Electrokinetic Flow Design for Micro-Laboratories on a Chip

芯片上微型实验室的动电流设计

• 批准号: 9980745
• 负责人: Hsueh-Chia Chang
• 金额: $ 40万
• 依托单位: University of Notre Dame
• 依托单位国家: 美国
• 项目类别: Continuing Grant
• 财政年份: 1999
• 资助国家: 美国
• 起止时间: 1999-10-01 至 2003-09-30
• 项目状态: 已结题
• 来源: https://www.nsf.gov/awardsearch/showAward?AWD_ID=9980745&HistoricalAwards=false
• 关键词: Electrokinetic; Flow; Design; Micro; Laboratories

The goal of this Engineering Microsystems: "XYZ" on a Chip project is to investigate biochemical assays on a microscale. Funds are awarded to support a collaborative project between Notre Dame University and Caliper Technologies to develop chips for rapid, well controlled, low-reagent biochemical assays on nanoliter-sized samples. Applications of such chips include rapid combinatorial screening of pharmaceuticals, measurements of temperature and concentration-dependent reaction kinetics, and genetic typing and screening. These applications are executed by moving liquid samples through micro-etched channels through electro-osmosis. While fluid flow controls such as sample dilution, heating/cooling, stream mixing, and partitioning have been demonstrated successfully, there are several issues that limit the throughput and prevent the full realization of a multi-function, integrated, computer controlled, networked biochemical laboratory on a chip. Specific issues which need to be addressed to fully realize the potential of the laboratory on a chip are: dispersion reduction through channel profiling, dispersion enhancement through channel patterning and profiling, enhanced heat transfer, and solute sampling via encapsulation. All designs will be tested on actual fabricated chips in collaboration with Caliper Technologies.

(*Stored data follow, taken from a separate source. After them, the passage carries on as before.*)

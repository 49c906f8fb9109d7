use crate::decode::Recognition;
use crate::fst::{Arc, Automaton};
use crate::symbols::Symbol;
use std::collections::BTreeSet;

/// Matches token sequences against a compiled automaton.
///
/// Implementations never fail: "no match" is reported as a recognition whose
/// intent has no name.
pub trait Recognizer: Send + Sync {
    /// Recognize already tokenized (and cased) input.
    fn recognize(&self, tokens: &[String]) -> Recognition;

    /// The automaton being matched against.
    fn automaton(&self) -> &Automaton;

    /// Split on whitespace and recognize.
    fn recognize_text(&self, text: &str) -> Recognition {
        let tokens: Vec<String> = text.split_whitespace().map(str::to_string).collect();
        self.recognize(&tokens)
    }
}

/// False for arcs opening an intent outside `filter`
pub(crate) fn intent_allowed(filter: Option<&BTreeSet<String>>, arc: &Arc) -> bool {
    match (filter, &arc.olabel) {
        (Some(names), Some(Symbol::IntentOpen(name))) => names.contains(name),
        _ => true,
    }
}
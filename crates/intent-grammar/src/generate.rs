//! Example sentences drawn from a compiled automaton
//!
//! Sampling walks from the start state choosing among arcs (and stopping, at
//! final states) with probability proportional to `exp(-weight)`. Only states
//! that can still reach a final state are considered, so every walk ends in
//! an accepted path. Enumeration lists every path in construction order.

use crate::decode::{decode_symbols, Intent};
use crate::error::{GrammarError, Result};
use crate::fst::{Automaton, StateId};
use crate::symbols::Symbol;
use rand::distributions::{Distribution, WeightedIndex};
use rand::Rng;
use tracing::debug;

/// Longest walk a sample may take before giving up
pub const MAX_PATH_ARCS: usize = 10_000;

/// Default limit for enumerating every path
pub const DEFAULT_MAX_PATHS: usize = 100_000;

/// One generated path and what it decodes to
#[derive(Debug, Clone, PartialEq)]
pub struct Example {
    pub symbols: Vec<Symbol>,
    pub intent: Intent,
}

impl Example {
    fn from_symbols(symbols: Vec<Symbol>) -> Result<Self> {
        let intent = decode_symbols(&symbols)?;
        Ok(Self { symbols, intent })
    }

    /// Output symbols in their textual form, space separated
    pub fn raw_symbols(&self) -> String {
        self.symbols
            .iter()
            .map(Symbol::to_string)
            .collect::<Vec<_>>()
            .join(" ")
    }

    /// `BS words ES<TAB>O tags O<TAB>Intent` with `B-`/`I-` entity tags
    pub fn to_iob(&self) -> String {
        let tokens = &self.intent.tokens;
        let mut tags = vec!["O".to_string(); tokens.len()];
        for entity in &self.intent.entities {
            let Some(span) = tags.get_mut(entity.start..entity.end) else {
                continue;
            };
            for (offset, tag) in span.iter_mut().enumerate() {
                let prefix = if offset == 0 { "B" } else { "I" };
                *tag = format!("{prefix}-{}", entity.entity);
            }
        }
        format!(
            "BS {} ES\tO {} O\t{}",
            tokens.join(" "),
            tags.join(" "),
            self.intent.intent.name.as_deref().unwrap_or_default()
        )
    }
}

pub struct ExampleGenerator<'a> {
    fst: &'a Automaton,
    coaccessible: Vec<bool>,
}

impl<'a> ExampleGenerator<'a> {
    pub fn new(fst: &'a Automaton) -> Self {
        Self {
            fst,
            coaccessible: fst.coaccessible(),
        }
    }

    fn live(&self, state: StateId) -> bool {
        self.coaccessible[state.index()]
    }

    /// `count` random examples, or every example when `count` is zero
    pub fn generate(&self, count: usize, rng: &mut impl Rng) -> Result<Vec<Example>> {
        if count == 0 {
            self.enumerate(DEFAULT_MAX_PATHS)
        } else {
            self.sample(count, rng)
        }
    }

    pub fn sample(&self, count: usize, rng: &mut impl Rng) -> Result<Vec<Example>> {
        (0..count)
            .map(|_| Example::from_symbols(self.sample_path(rng)?))
            .collect()
    }

    fn sample_path(&self, rng: &mut impl Rng) -> Result<Vec<Symbol>> {
        let mut state = self.fst.start();
        if !self.live(state) {
            return Err(GrammarError::Exhaustion(
                "automaton accepts nothing".to_string(),
            ));
        }

        let mut symbols = Vec::new();
        for _ in 0..MAX_PATH_ARCS {
            let arcs: Vec<_> = self
                .fst
                .arcs(state)
                .iter()
                .filter(|arc| self.live(arc.next))
                .collect();

            // The last choice (if present) is stopping here
            let mut weights: Vec<f64> = arcs.iter().map(|a| (-f64::from(a.weight)).exp()).collect();
            if let Some(weight) = self.fst.final_weight(state) {
                weights.push((-f64::from(weight)).exp());
            }
            let choice = WeightedIndex::new(&weights)
                .map_err(|e| {
                    GrammarError::Exhaustion(format!("no choice at state {}: {e}", state.0))
                })?
                .sample(rng);

            let Some(arc) = arcs.get(choice) else {
                return Ok(symbols);
            };
            if let Some(symbol) = &arc.olabel {
                symbols.push(symbol.clone());
            }
            state = arc.next;
        }
        Err(GrammarError::Exhaustion(format!(
            "sampled path exceeded {MAX_PATH_ARCS} arcs"
        )))
    }

    /// Every accepted path in construction order.
    ///
    /// Fails when the automaton is cyclic or has more than `max_paths` paths.
    pub fn enumerate(&self, max_paths: usize) -> Result<Vec<Example>> {
        if !self.fst.is_acyclic() {
            return Err(GrammarError::Exhaustion(
                "cannot enumerate a cyclic automaton".to_string(),
            ));
        }

        let mut examples = Vec::new();
        let start = self.fst.start();
        if !self.live(start) {
            return Ok(examples);
        }

        // (state, next arc to try, symbol emitted on the way in)
        let mut stack: Vec<(StateId, usize, Option<Symbol>)> = vec![(start, 0, None)];
        if self.fst.is_final(start) {
            examples.push(Example::from_symbols(Vec::new())?);
        }
        while let Some(top) = stack.last_mut() {
            let (state, next_arc) = (top.0, top.1);
            let Some(arc) = self.fst.arcs(state).get(next_arc) else {
                stack.pop();
                continue;
            };
            top.1 += 1;
            if !self.live(arc.next) {
                continue;
            }
            stack.push((arc.next, 0, arc.olabel.clone()));
            if self.fst.is_final(arc.next) {
                if examples.len() == max_paths {
                    return Err(GrammarError::Exhaustion(format!(
                        "more than {max_paths} paths"
                    )));
                }
                let symbols = stack.iter().filter_map(|(_, _, s)| s.clone()).collect();
                examples.push(Example::from_symbols(symbols)?);
            }
        }
        debug!("Enumerated {} path(s)", examples.len());
        Ok(examples)
    }
}

#[cfg(test)]
mod tests {
    use super::*;
    use crate::compile::compile_grammars;
    use crate::fst::Arc;
    use crate::ini::parse_ini;
    use crate::slots::Slots;
    use crate::strict::StrictRecognizer;
    use crate::traits::Recognizer;
    use rand::rngs::StdRng;
    use rand::SeedableRng;

    fn colors_fst() -> Automaton {
        let grammars = parse_ini("[Color]\nred\ngreen\nblue\n", None).unwrap();
        compile_grammars(&grammars, &Slots::new()).unwrap().merged
    }

    #[test]
    fn test_sampled_examples_are_valid_texts() {
        let fst = colors_fst();
        let generator = ExampleGenerator::new(&fst);
        let mut rng = StdRng::seed_from_u64(7);
        let examples = generator.generate(10, &mut rng).unwrap();
        assert_eq!(examples.len(), 10);
        for example in &examples {
            assert_eq!(example.intent.intent.name.as_deref(), Some("Color"));
            assert!(["red", "green", "blue"].contains(&example.intent.text.as_str()));
            assert_eq!(decode_symbols(&example.symbols).unwrap(), example.intent);
        }
    }

    #[test]
    fn test_same_seed_same_samples() {
        let fst = colors_fst();
        let generator = ExampleGenerator::new(&fst);
        let first = generator.sample(5, &mut StdRng::seed_from_u64(42)).unwrap();
        let second = generator.sample(5, &mut StdRng::seed_from_u64(42)).unwrap();
        assert_eq!(first, second);
    }

    #[test]
    fn test_enumerate_in_construction_order() {
        let fst = colors_fst();
        let examples = ExampleGenerator::new(&fst)
            .generate(0, &mut StdRng::seed_from_u64(0))
            .unwrap();
        let texts: Vec<&str> = examples.iter().map(|e| e.intent.text.as_str()).collect();
        assert_eq!(texts, vec!["red", "green", "blue"]);
    }

    #[test]
    fn test_enumeration_limits() {
        let fst = colors_fst();
        let err = ExampleGenerator::new(&fst).enumerate(2).unwrap_err();
        assert!(matches!(err, GrammarError::Exhaustion(_)));

        let mut looping = Automaton::word(Some("a".into()), Some(Symbol::word("a")));
        let end = looping.finals()[0];
        looping.add_arc(end, Arc::epsilon(looping.start()));
        let err = ExampleGenerator::new(&looping).enumerate(10).unwrap_err();
        assert!(matches!(err, GrammarError::Exhaustion(_)));
    }

    #[test]
    fn test_every_enumerated_path_is_recognized() {
        let grammars = parse_ini(
            "[SetLight]\nturn (on|off){state} [the] $room light\n[GetTime]\nwhat time is it\n",
            None,
        )
        .unwrap();
        let mut slots = Slots::new();
        slots.insert("room", &["kitchen", "living room"]).unwrap();
        let fst = compile_grammars(&grammars, &slots).unwrap().merged;
        let examples = ExampleGenerator::new(&fst).enumerate(100).unwrap();
        assert_eq!(examples.len(), 2 * 2 * 2 + 1);

        let recognizer = StrictRecognizer::new(fst.clone());
        for example in &examples {
            let result = recognizer.recognize(&example.intent.raw_tokens);
            assert_eq!(result.intent.intent.name, example.intent.intent.name);
            assert_eq!(result.intent.entities, example.intent.entities);
        }
    }

    #[test]
    fn test_markers_are_balanced_on_every_path() {
        let grammars = parse_ini(
            "[A]\nrule = (x | y){inner}\n(<rule> z){outer} [$s]\n[B]\nw\n",
            None,
        )
        .unwrap();
        let mut slots = Slots::new();
        slots.insert("s", &["p", "q"]).unwrap();
        let fst = compile_grammars(&grammars, &slots).unwrap().merged;
        for example in ExampleGenerator::new(&fst).enumerate(100).unwrap() {
            let mut depth = 0i32;
            let mut intents = 0;
            for symbol in &example.symbols {
                match symbol {
                    Symbol::IntentOpen(_) => {
                        assert_eq!(depth, 0);
                        intents += 1;
                        depth += 1;
                    }
                    Symbol::EntityOpen { .. } => depth += 1,
                    Symbol::IntentClose | Symbol::EntityClose => depth -= 1,
                    _ => {}
                }
                assert!(depth >= 0);
            }
            assert_eq!(depth, 0);
            assert_eq!(intents, 1);
        }
    }

    #[test]
    fn test_iob_with_valued_outer_tag() {
        let grammars = parse_ini("[A]\n((a b){inner} c){outer:X}\n", None).unwrap();
        let fst = compile_grammars(&grammars, &Slots::new()).unwrap().merged;
        let examples = ExampleGenerator::new(&fst).enumerate(10).unwrap();
        assert_eq!(examples.len(), 1);
        assert_eq!(examples[0].intent.tokens, vec!["X".to_string()]);
        assert_eq!(examples[0].to_iob(), "BS X ES\tO B-inner O\tA");
    }

    #[test]
    fn test_iob_and_raw_symbols() {
        let grammars = parse_ini("[SetLight]\nturn on the $room light\n", None).unwrap();
        let mut slots = Slots::new();
        slots.insert("room", &["living room"]).unwrap();
        let fst = compile_grammars(&grammars, &slots).unwrap().merged;
        let examples = ExampleGenerator::new(&fst).enumerate(10).unwrap();
        assert_eq!(
            examples[0].to_iob(),
            "BS turn on the living room light ES\tO O O O B-room I-room O O\tSetLight"
        );
        assert_eq!(
            examples[0].raw_symbols(),
            "__intent__SetLight turn on the __begin__room living room __end__ light __end_intent__"
        );
    }
}
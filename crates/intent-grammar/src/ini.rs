//! Grammar files: one `[Intent]` section per intent
//!
//! Inside a section, `name = body` lines define rules local to the intent and
//! every other line is a sentence template.

use crate::error::{GrammarError, Result};
use crate::template::{parse_template, Reference, Template};
use regex::Regex;
use std::collections::{BTreeMap, BTreeSet};
use std::path::Path;

/// All sentence templates and local rules of one intent
#[derive(Debug, Clone, PartialEq)]
pub struct Grammar {
    pub intent: String,
    pub sentences: Vec<Template>,
    pub rules: BTreeMap<String, Template>,
}

impl Grammar {
    pub fn new(intent: impl Into<String>) -> Self {
        Self {
            intent: intent.into(),
            sentences: Vec::new(),
            rules: BTreeMap::new(),
        }
    }

    /// The intent's template: any one of its sentences
    pub fn template(&self) -> Template {
        Template::Alternation(self.sentences.clone())
    }

    /// References made by the sentences and local rules, in first-occurrence order
    pub fn references(&self) -> Vec<Reference> {
        let mut refs: Vec<Reference> = Vec::new();
        let templates = self.sentences.iter().chain(self.rules.values());
        for reference in templates.flat_map(Template::references) {
            if !refs.contains(&reference) {
                refs.push(reference);
            }
        }
        refs
    }

    /// Apply a word transform to every sentence and rule
    pub fn map_words(&mut self, transform: &dyn Fn(&str) -> String) {
        for template in self.sentences.iter_mut().chain(self.rules.values_mut()) {
            template.map_words(transform);
        }
    }
}

/// Parse a grammar file's text.
///
/// When `whitelist` is given, only the named intents are kept; other sections
/// are still checked for syntax errors.
pub fn parse_ini(text: &str, whitelist: Option<&BTreeSet<String>>) -> Result<Vec<Grammar>> {
    let section_re = Regex::new(r"^\[([^\[\]]*)\]$")?;
    let rule_re = Regex::new(r"^([A-Za-z_][A-Za-z0-9_\-]*)\s*=\s*(.*)$")?;
    // Section names become artifact file names and `Intent.rule` prefixes
    let name_re = Regex::new(r"^[A-Za-z_][A-Za-z0-9_\-]*$")?;

    let mut grammars: Vec<Grammar> = Vec::new();
    let mut seen = BTreeSet::new();

    for (index, raw_line) in text.lines().enumerate() {
        let line_no = index + 1;
        let line = raw_line.trim();
        if line.is_empty() || line.starts_with('#') || line.starts_with(';') {
            continue;
        }

        if let Some(caps) = section_re.captures(line) {
            let intent = caps[1].trim().to_string();
            if !name_re.is_match(&intent) {
                return Err(GrammarError::syntax(
                    &intent,
                    line_no,
                    format!("invalid section name {line}"),
                ));
            }
            if !seen.insert(intent.clone()) {
                return Err(GrammarError::syntax(&intent, line_no, "duplicate intent section"));
            }
            grammars.push(Grammar::new(intent));
            continue;
        }

        let Some(grammar) = grammars.last_mut() else {
            return Err(GrammarError::syntax(
                "",
                line_no,
                "sentence outside of an [Intent] section",
            ));
        };

        if let Some(caps) = rule_re.captures(line) {
            let name = caps[1].to_string();
            let body = caps[2].trim();
            if body.is_empty() {
                return Err(GrammarError::syntax(
                    &grammar.intent,
                    line_no,
                    format!("rule {name} has an empty body"),
                ));
            }
            let template = parse_template(body, &grammar.intent, line_no)?;
            if grammar.rules.insert(name.clone(), template).is_some() {
                return Err(GrammarError::syntax(
                    &grammar.intent,
                    line_no,
                    format!("duplicate rule {name}"),
                ));
            }
        } else {
            let template = parse_template(line, &grammar.intent, line_no)?;
            grammar.sentences.push(template);
        }
    }

    if let Some(whitelist) = whitelist {
        grammars.retain(|grammar| whitelist.contains(&grammar.intent));
    }

    tracing::debug!("Parsed {} intent grammar(s)", grammars.len());
    Ok(grammars)
}

/// Read and parse a grammar file
pub fn load_ini(path: impl AsRef<Path>, whitelist: Option<&BTreeSet<String>>) -> Result<Vec<Grammar>> {
    let path = path.as_ref();
    let text = std::fs::read_to_string(path)
        .map_err(|e| GrammarError::Io(format!("reading {}: {e}", path.display())))?;
    parse_ini(&text, whitelist)
}

#[cfg(test)]
mod tests {
    use super::*;
    use crate::template::RuleName;

    const SENTENCES: &str = r#"
# Lights
[SetLight]
state = (on | off){state}
turn <state> the $room light

; clock
[GetTime]
what time is it
tell me the time
"#;

    #[test]
    fn test_sections_rules_and_sentences() {
        let grammars = parse_ini(SENTENCES, None).unwrap();
        assert_eq!(grammars.len(), 2);

        let set_light = &grammars[0];
        assert_eq!(set_light.intent, "SetLight");
        assert_eq!(set_light.sentences.len(), 1);
        assert!(set_light.rules.contains_key("state"));
        assert_eq!(
            set_light.references(),
            vec![
                Reference::Rule(RuleName::local("state")),
                Reference::Slot("room".into()),
            ]
        );

        assert_eq!(grammars[1].intent, "GetTime");
        assert_eq!(grammars[1].sentences.len(), 2);
        assert!(grammars[1].references().is_empty());
    }

    #[test]
    fn test_whitelist_keeps_named_intents() {
        let whitelist: BTreeSet<String> = ["GetTime".to_string()].into_iter().collect();
        let grammars = parse_ini(SENTENCES, Some(&whitelist)).unwrap();
        assert_eq!(grammars.len(), 1);
        assert_eq!(grammars[0].intent, "GetTime");
    }

    #[test]
    fn test_errors_carry_intent_and_line() {
        let err = parse_ini("[A]\nfine\n[B]\nturn (on | off the light\n", None).unwrap_err();
        match err {
            GrammarError::Syntax { intent, line, .. } => {
                assert_eq!(intent, "B");
                assert_eq!(line, 4);
            }
            other => panic!("unexpected error {other}"),
        }

        assert!(matches!(
            parse_ini("orphan sentence\n", None),
            Err(GrammarError::Syntax { line: 1, .. })
        ));
        assert!(matches!(
            parse_ini("[A]\nx\n[A]\ny\n", None),
            Err(GrammarError::Syntax { line: 3, .. })
        ));
        assert!(matches!(
            parse_ini("[A]\nr = a\nr = b\n", None),
            Err(GrammarError::Syntax { line: 3, .. })
        ));
    }

    #[test]
    fn test_section_names_are_identifiers() {
        for bad in ["[]", "[Set Light]", "[../escape]", "[A.b]", "[$room]", "[1st]"] {
            let text = format!("{bad}\nhello\n");
            assert!(
                matches!(parse_ini(&text, None), Err(GrammarError::Syntax { line: 1, .. })),
                "{bad} should be rejected"
            );
        }
        let grammars = parse_ini("[Set_Light-2]\nhello\n", None).unwrap();
        assert_eq!(grammars[0].intent, "Set_Light-2");
    }
}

这个工程微系统：“XYZ”芯片项目的目标是在微观尺度上研究生化分析。这笔资金将用于支持圣母大学和Caliper技术公司之间的合作项目，该项目将开发用于对纳升大小的样品进行快速、控制良好、低试剂生化分析的芯片。这种芯片的应用包括药物的快速组合筛选，温度和浓度依赖性反应动力学的测量，以及基因分型和筛选。这些应用是通过电渗透通过微蚀刻通道移动液体样品来执行的。虽然流体流动控制，如样品稀释、加热/冷却、流混合和划分已经成功证明，但有几个问题限制了吞吐量，并阻碍了在芯片上实现多功能、集成、计算机控制、网络化生化实验室。为了充分实现芯片上实验室的潜力，需要解决的具体问题是：通过通道建模减少色散，通过通道建模和建模增强色散，增强传热，以及通过封装进行溶质取样。所有的设计都将在实际制造的芯片上进行测试，与卡钳技术公司合作。